Dimitrios "Mitsos" Partsalidis () (1905–1980) was a Greek communist politician.

Biography 

Partsalidis was a Pontic Greek born in Trabzon in the Trebizond Vilayet of the Ottoman Empire. During the population exchange between Greece and Turkey, Partsalidis was expelled to Greece, as were all members of the Greek Orthodox Church.

Partsaldis soon joined the Communist Party of Greece and became involved in politics. In 1934, with the backing of the tobacco cultivators, he was elected mayor of Kavala, being the first member of the Communist Party to be elected mayor of any Greek city. There followed a wave of electoral wins in Communist strongholds and those elected were nicknamed the Red Mayors.
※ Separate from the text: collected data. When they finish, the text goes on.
//! The agent (§4, §6): wires the plugin fleet, policy sources, policy
//! manager, HA partitioner, and worker pools into one running
//! autoscaling control plane.
//!
//! This crate is a library only. Reading a config file from disk,
//! parsing HCL, and merging command-line flags into an [`AgentConfig`]
//! are a named-but-external collaborator this crate does not implement
//! (§1, §6) — callers build the config value themselves and hand it to
//! [`Agent::new`].

#![forbid(unsafe_code)]

pub mod agent;
pub mod error;

pub use agent::Agent;
pub use error::{AgentError, Result};
pub use scalecore_core::config::AgentConfig;
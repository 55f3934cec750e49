//! Built-in plugin dispatch and the deterministic test doubles used
//! across this crate's (and downstream crates') own test suites.
//!
//! Concrete metrics/target/strategy integrations (Prometheus, Datadog,
//! AWS ASG, ...) are out of scope (§1); this module only provides the
//! factory-map mechanism `PluginFleet::Load` dispatches built-in drivers
//! through, plus the in-process doubles.

use std::collections::HashMap;
use std::sync::Arc;

use async_trait::async_trait;
use parking_lot::RwLock;
use scalecore_core::{Direction, ScalingAction, TargetStatus};

use crate::error::Result;
use crate::traits::{
    Apm, Base, MetricPoint, PluginInfo, PluginKind, ScaleOutcome, Strategy, StrategyInput, Target,
    TimeRange,
};

/// A factory for one built-in driver of a given kind.
pub type ApmFactory = Arc<dyn Fn(&str) -> Arc<dyn Apm> + Send + Sync>;
/// A factory for one built-in target driver.
pub type TargetFactory = Arc<dyn Fn(&str) -> Arc<dyn Target> + Send + Sync>;
/// A factory for one built-in strategy driver.
pub type StrategyFactory = Arc<dyn Fn(&str) -> Arc<dyn Strategy> + Send + Sync>;

/// The set of built-in drivers a `PluginFleet` can dispatch to, keyed by
/// driver name (distinct from the instance name a policy references).
#[derive(Default)]
pub struct BuiltinRegistry {
    apms: RwLock<HashMap<String, ApmFactory>>,
    targets: RwLock<HashMap<String, TargetFactory>>,
    strategies: RwLock<HashMap<String, StrategyFactory>>,
}

impl BuiltinRegistry {
    /// An empty registry.
    #[must_use]
    pub fn new() -> Self {
        Self::default()
    }

    /// Registers a built-in APM driver factory.
    pub fn register_apm(&self, driver: impl Into<String>, factory: ApmFactory) {
        self.apms.write().insert(driver.into(), factory);
    }

    /// Registers a built-in target driver factory.
    pub fn register_target(&self, driver: impl Into<String>, factory: TargetFactory) {
        self.targets.write().insert(driver.into(), factory);
    }

    /// Registers a built-in strategy driver factory.
    pub fn register_strategy(&self, driver: impl Into<String>, factory: StrategyFactory) {
        self.strategies.write().insert(driver.into(), factory);
    }

    /// Instantiates a built-in APM driver by name, if registered.
    #[must_use]
    pub fn build_apm(&self, driver: &str, instance_name: &str) -> Option<Arc<dyn Apm>> {
        self.apms.read().get(driver).map(|f| f(instance_name))
    }

    /// Instantiates a built-in target driver by name, if registered.
    #[must_use]
    pub fn build_target(&self, driver: &str, instance_name: &str) -> Option<Arc<dyn Target>> {
        self.targets.read().get(driver).map(|f| f(instance_name))
    }

    /// Instantiates a built-in strategy driver by name, if registered.
    #[must_use]
    pub fn build_strategy(&self, driver: &str, instance_name: &str) -> Option<Arc<dyn Strategy>> {
        self.strategies.read().get(driver).map(|f| f(instance_name))
    }

    /// A registry pre-populated with the deterministic test doubles in
    /// this module, registered under `"test-noop-apm"`,
    /// `"test-in-memory-target"`, and `"test-pass-through-strategy"`.
    #[must_use]
    pub fn with_test_doubles() -> Self {
        let registry = Self::new();
        registry.register_apm(
            "test-noop-apm",
            Arc::new(|name| Arc::new(NoopApm::new(name)) as Arc<dyn Apm>),
        );
        registry.register_target(
            "test-in-memory-target",
            Arc::new(|name| Arc::new(InMemoryTarget::new(name)) as Arc<dyn Target>),
        );
        registry.register_strategy(
            "test-pass-through-strategy",
            Arc::new(|name| Arc::new(PassThroughStrategy::new(name)) as Arc<dyn Strategy>),
        );
        registry
    }
}

/// An APM double that always returns an empty series.
pub struct NoopApm {
    name: String,
}

impl NoopApm {
    /// Creates a new no-op APM instance.
    #[must_use]
    pub fn new(name: impl Into<String>) -> Self {
        Self { name: name.into() }
    }
}

#[async_trait]
impl Base for NoopApm {
    fn plugin_info(&self) -> PluginInfo {
        PluginInfo {
            name: self.name.clone(),
            kind: PluginKind::Apm,
        }
    }
    async fn set_config(&self, _config: HashMap<String, String>) -> Result<()> {
        Ok(())
    }
}

#[async_trait]
impl Apm for NoopApm {
    async fn query(&self, _query: &str, _range: TimeRange) -> Result<Vec<MetricPoint>> {
        Ok(Vec::new())
    }
}

/// A target double holding an in-memory, settable `TargetStatus` and
/// recording every `Scale` call it receives, for use in worker/handler
/// test suites.
pub struct InMemoryTarget {
    name: String,
    status: RwLock<Option<TargetStatus>>,
    scale_calls: RwLock<Vec<ScalingAction>>,
}

impl InMemoryTarget {
    /// Creates a target double reporting `Ready=true, Count=0` until
    /// `set_status` is called.
    #[must_use]
    pub fn new(name: impl Into<String>) -> Self {
        Self {
            name: name.into(),
            status: RwLock::new(Some(TargetStatus::ready(0))),
            scale_calls: RwLock::new(Vec::new()),
        }
    }

    /// Replaces the status this target reports. `None` simulates "target
    /// does not exist".
    pub fn set_status(&self, status: Option<TargetStatus>) {
        *self.status.write() = status;
    }

    /// Returns every action passed to `scale` so far, in call order.
    #[must_use]
    pub fn scale_calls(&self) -> Vec<ScalingAction> {
        self.scale_calls.read().clone()
    }
}

#[async_trait]
impl Base for InMemoryTarget {
    fn plugin_info(&self) -> PluginInfo {
        PluginInfo {
            name: self.name.clone(),
            kind: PluginKind::Target,
        }
    }
    async fn set_config(&self, _config: HashMap<String, String>) -> Result<()> {
        Ok(())
    }
}

#[async_trait]
impl Target for InMemoryTarget {
    async fn status(&self, _config: &HashMap<String, String>) -> Result<Option<TargetStatus>> {
        Ok(self.status.read().clone())
    }

    async fn scale(
        &self,
        action: &ScalingAction,
        _config: &HashMap<String, String>,
    ) -> Result<ScaleOutcome> {
        self.scale_calls.write().push(action.clone());
        if let Some(status) = self.status.write().as_mut() {
            status.count = action.count;
        }
        Ok(ScaleOutcome::Scaled)
    }
}

/// A strategy double that always returns `Direction::None`.
pub struct PassThroughStrategy {
    name: String,
}

impl PassThroughStrategy {
    /// Creates a new pass-through strategy instance.
    #[must_use]
    pub fn new(name: impl Into<String>) -> Self {
        Self { name: name.into() }
    }
}

#[async_trait]
impl Base for PassThroughStrategy {
    fn plugin_info(&self) -> PluginInfo {
        PluginInfo {
            name: self.name.clone(),
            kind: PluginKind::Strategy,
        }
    }
    async fn set_config(&self, _config: HashMap<String, String>) -> Result<()> {
        Ok(())
    }
}

#[async_trait]
impl Strategy for PassThroughStrategy {
    async fn run(&self, _input: StrategyInput) -> Result<ScalingAction> {
        Ok(ScalingAction {
            direction: Direction::None,
            count: _input.current_count,
            reason: "pass-through: no scaling".into(),
            error: false,
            meta: HashMap::new(),
        })
    }
}
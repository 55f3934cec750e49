//! Error kinds for cluster scale-in node selection (§4.8). The worker's
//! own per-evaluation pipeline never surfaces a `Result`: every failure
//! there resolves to an ack (no-op/dry-run/target gone) or a nack
//! (retry), logged in place.

use thiserror::Error;

/// Result type used by the scale-in module.
pub type Result<T> = std::result::Result<T, ScaleInError>;

/// One node in the pool that failed the initializing/draining guard.
#[derive(Debug, Clone, PartialEq, Eq)]
pub struct NodeNotReady {
    /// The offending node's ID.
    pub node_id: String,
    /// Its current (non-`Ready`) state.
    pub state: crate::scale_in::NodeState,
}

/// Errors from selecting or draining nodes for a cluster scale-in.
#[derive(Error, Debug, Clone, PartialEq)]
pub enum ScaleInError {
    /// One or more nodes in the pool are `initializing` or `draining`;
    /// the caller should retry rather than proceed with a partial pool
    /// view. Capped at 10 entries per §4.8.
    #[error("{} node(s) in the pool are not eligible for scale-in (showing up to 10)", .0.len())]
    NodesNotReady(Vec<NodeNotReady>),

    /// Draining a selected node failed.
    #[error("failed to drain node {node_id}: {reason}")]
    DrainFailed {
        /// The node that failed to drain.
        node_id: String,
        /// Why the drain failed.
        reason: String,
    },

    /// Purging (deregistering) a drained node failed.
    #[error("failed to purge node {node_id}: {reason}")]
    PurgeFailed {
        /// The node that failed to purge.
        node_id: String,
        /// Why the purge failed.
        reason: String,
    },
}
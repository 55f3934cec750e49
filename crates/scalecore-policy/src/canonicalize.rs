//! Canonicalization (§4.2/§4.5.1): fills in defaults a source omitted,
//! applies mutators, then re-validates. Every policy handed out of this
//! crate — from either adapter — has gone through `canonicalize`.

use std::time::Duration;

use scalecore_core::ScalingPolicy;

use crate::error::Result;
use crate::mutators;

/// Fallback values applied when a policy omits its own, from
/// `policy { default_cooldown, default_evaluation_interval }` (§6).
#[derive(Debug, Clone, Copy)]
pub struct PolicyDefaults {
    /// Used when a policy's `cooldown` is unset (zero).
    pub default_cooldown: Duration,
    /// Used when a policy's `evaluation_interval` is unset (zero).
    pub default_evaluation_interval: Duration,
}

impl PolicyDefaults {
    /// Builds defaults from an agent's `PolicyConfig`.
    #[must_use]
    pub fn new(default_cooldown: Duration, default_evaluation_interval: Duration) -> Self {
        Self {
            default_cooldown,
            default_evaluation_interval,
        }
    }
}

/// Fills in `defaults` where the policy left a value zeroed, applies
/// mutators (§4.5.1), and validates the result.
///
/// # Errors
///
/// Returns an error if the canonicalized policy still fails
/// `ScalingPolicy::validate`.
pub fn canonicalize(mut policy: ScalingPolicy, defaults: &PolicyDefaults) -> Result<ScalingPolicy> {
    if policy.cooldown.is_zero() {
        policy.cooldown = defaults.default_cooldown;
    }
    if policy.evaluation_interval.is_zero() {
        policy.evaluation_interval = defaults.default_evaluation_interval;
    }
    mutators::apply(&mut policy);
    policy.validate()?;
    Ok(policy)
}

#[cfg(test)]
mod tests {
    use super::*;
    use std::collections::HashMap;

    use scalecore_core::{OnError, PolicyTarget, PolicyType};

    fn defaults() -> PolicyDefaults {
        PolicyDefaults::new(Duration::from_secs(300), Duration::from_secs(10))
    }

    fn bare_policy() -> ScalingPolicy {
        ScalingPolicy {
            id: "p1".into(),
            policy_type: PolicyType::Horizontal,
            enabled: true,
            min: 1,
            max: 10,
            cooldown: Duration::ZERO,
            cooldown_on_scale_up: None,
            evaluation_interval: Duration::ZERO,
            target: PolicyTarget {
                name: "nomad-target".into(),
                config: HashMap::new(),
            },
            checks: vec![],
            on_check_error: OnError::Fail,
        }
    }

    #[test]
    fn fills_in_zeroed_cooldown_and_interval() {
        let canon = canonicalize(bare_policy(), &defaults()).unwrap();
        assert_eq!(canon.cooldown, Duration::from_secs(300));
        assert_eq!(canon.evaluation_interval, Duration::from_secs(10));
    }

    #[test]
    fn preserves_explicit_nonzero_values() {
        let mut policy = bare_policy();
        policy.cooldown = Duration::from_secs(60);
        policy.evaluation_interval = Duration::from_secs(5);
        let canon = canonicalize(policy, &defaults()).unwrap();
        assert_eq!(canon.cooldown, Duration::from_secs(60));
        assert_eq!(canon.evaluation_interval, Duration::from_secs(5));
    }

    #[test]
    fn rejects_policy_that_is_still_invalid_after_defaults() {
        let mut policy = bare_policy();
        policy.min = 20;
        assert!(canonicalize(policy, &defaults()).is_err());
    }
}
During the Greek Civil War, on April 3, 1949, Partsalidis became head of the Provisional Democratic Government formed by the Communists in areas under their effective control, succeeding Nikolaos Zachariadis. He was the final head of the Provisional Government, and remained in office until October 1950 (in exile after August 28, 1949). At the Battle of Grammos-Vitsi the communist Democratic Army of Greece (DSE) was defeated and he was forced into exile to Soviet Union.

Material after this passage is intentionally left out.